Un hombre honesto, fiel a sus principios y clásico en su manera de entender el Arte. Así definen desde el ámbito artístico y semanantero al escultor Hipólito Pérez Calvo quien en los últimos tiempos recibió numerosos reconocimientos, como la medalla y la insignia de la Hermandad de Luz y Vida, o un homenaje promovido de un grupo de zamoranos y compañeros de oficio, pese a haber tenido alguna discrepancia puntual con alguno de ellos.

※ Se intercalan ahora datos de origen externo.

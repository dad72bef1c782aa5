//! Scene data consumed read-only by the executor.
//!
//! Cameras, lights and materials are authored elsewhere. Culling turns them
//! into a [`SubmissionTable`] of ready-to-record draw lists, one entry per
//! camera and render phase, which the scene tasks replay into the command
//! buffer.

mod camera;
mod light;
mod material;
mod submission;

pub use camera::{Camera, CameraId, GeometryRenderer};
pub use light::{
    DirectionalLight, LightId, LightInfo, RenderScene, ShadowLight, SphereLight, SpotLight,
    UiBatch,
};
pub use material::{Material, MaterialPass};
pub use submission::{
    DrawList, InstanceBatch, InstanceQueue, RenderItem, SceneCulling, SubmissionTable, SubmitInfo,
};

Hipólito Pérez no perteneció a la Escuela de San Ildefonso, pero tuvo una intensa relación con el grupo como recordaban ayer Tomás Crespo y Antonio Pedrero quienes tenían una amistad de décadas con el desaparecido. «En los últimos meses, en los que ambos hemos estado enfermos, me ha apoyado mucho y me dado muchos ánimos». «Era una persona excelente amable y muy cordial», enfatizaba Pedrero Yéboles.
«Ha sido muy discreto y ha respetado las distintas concepciones del Arte», comentaba José Luis Coomonte que compartió etapa de profesor en la Facultad de Bellas Artes con Hipólito Pérez y que reflexionaba sobre la desaparición de grandes escultores locales. «De los de más edad, sólo quedamos Higinio Vázquez, Antonio Pedrero y yo». En esta misma línea se pronuncia el escultor Tomás Crespo quien destacó que su compañero Pérez Calvo «ha sido un luchador, como ha demostrado en los últimos años y días, y humanamente honesto y sincero consigo mismo».
«La proporción» en las obras del artista la alaba el pintor Carlos San Gregorio, observación también realizada por el que fuera su discípulo de la Facultad, Ricardo Flecha que sentencia: «se va el último gran clásico y un escultor muy espiritual». De todas las obras, Flecha resalta el Cristo del convento de las Bernardas, de Benavente o «Las Tres Marías». «Sus tallas están muy bien hechas», afirma el escultor que recuerda que del profesor Hipólito «siempre que podía echaba una mano a todos los alumnos zamoranos». Y también desde la Semana Santa acogieron con dolor la noticia fallecimiento del artista autor de «Las tres Marías y San Juan» o de «Luz y Vida».